Problem to work on =>
Here the job is to restate every entry word for word.

Collected data entries =>
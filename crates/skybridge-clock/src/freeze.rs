//! Cooperative, reference-counted pause of clock advancement.

use std::collections::HashSet;

use crate::handle::ClockHandle;

/// Identity of one freeze holder.
#[derive(Debug, Clone, Copy, PartialEq, Eq, Hash, PartialOrd, Ord)]
pub struct HolderId(u64);

impl HolderId {
    pub fn value(&self) -> u64 {
        self.0
    }
}

/// Set of current holders. Non-empty means the clock must not advance.
#[derive(Debug, Default)]
pub struct FreezeGate {
    holders: HashSet<HolderId>,
    next_id: u64,
}

impl FreezeGate {
    pub fn new() -> Self {
        Self::default()
    }

    /// Allocate a fresh holder identity.
    pub fn next_holder(&mut self) -> HolderId {
        let id = HolderId(self.next_id);
        self.next_id += 1;
        id
    }

    /// Add `holder`. Returns false if it already held the gate.
    pub fn acquire(&mut self, holder: HolderId) -> bool {
        self.holders.insert(holder)
    }

    /// Remove `holder`. Returns true when this release emptied the gate.
    pub fn release(&mut self, holder: HolderId) -> bool {
        self.holders.remove(&holder) && self.holders.is_empty()
    }

    pub fn is_frozen(&self) -> bool {
        !self.holders.is_empty()
    }

    pub fn holder_count(&self) -> usize {
        self.holders.len()
    }
}

/// Scoped freeze: acquired on creation, released when dropped.
///
/// Obtained from [`ClockHandle::frozen`]. Hold it around work that costs
/// wall-clock time but should cost no simulated time, e.g. a camera capture.
#[must_use = "the clock thaws as soon as the guard is dropped"]
#[derive(Debug)]
pub struct FreezeGuard {
    clock: ClockHandle,
    holder: HolderId,
}

impl FreezeGuard {
    pub(crate) fn new(clock: ClockHandle, holder: HolderId) -> Self {
        Self { clock, holder }
    }

    pub fn holder(&self) -> HolderId {
        self.holder
    }
}

impl Drop for FreezeGuard {
    fn drop(&mut self) {
        self.clock.freeze(self.holder, false);
    }
}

Solution for this problem =>
filename crates/skybridge-clock/src/freeze.rs
//! Cooperative, reference-counted pause of clock advancement.

use std::collections::HashSet;

use crate::handle::ClockHandle;

/// Identity of one freeze holder.
#[derive(Debug, Clone, Copy, PartialEq, Eq, Hash, PartialOrd, Ord)]
pub struct HolderId(u64);

impl HolderId {
    pub fn value(&self) -> u64 {
        self.0
    }
}

/// Set of current holders. Non-empty means the clock must not advance.
#[derive(Debug, Default)]
pub struct FreezeGate {
    holders: HashSet<HolderId>,
    next_id: u64,
}

impl FreezeGate {
    pub fn new() -> Self {
        Self::default()
    }

    /// Allocate a fresh holder identity.
    pub fn next_holder(&mut self) -> HolderId {
        let id = HolderId(self.next_id);
        self.next_id += 1;
        id
    }

    /// Add `holder`. Returns false if it already held the gate.
    pub fn acquire(&mut self, holder: HolderId) -> bool {
        self.holders.insert(holder)
    }

    /// Remove `holder`. Returns true when this release emptied the gate.
    pub fn release(&mut self, holder: HolderId) -> bool {
        self.holders.remove(&holder) && self.holders.is_empty()
    }

    pub fn is_frozen(&self) -> bool {
        !self.holders.is_empty()
    }

    pub fn holder_count(&self) -> usize {
        self.holders.len()
    }
}

/// Scoped freeze: acquired on creation, released when dropped.
///
/// Obtained from [`ClockHandle::frozen`]. Hold it around work that costs
/// wall-clock time but should cost no simulated time, e.g. a camera capture.
#[must_use = "the clock thaws as soon as the guard is dropped"]
#[derive(Debug)]
pub struct FreezeGuard {
    clock: ClockHandle,
    holder: HolderId,
}

impl FreezeGuard {
    pub(crate) fn new(clock: ClockHandle, holder: HolderId) -> Self {
        Self { clock, holder }
    }

    pub fn holder(&self) -> HolderId {
        self.holder
    }
}

impl Drop for FreezeGuard {
    fn drop(&mut self) {
        self.clock.freeze(self.holder, false);
    }
}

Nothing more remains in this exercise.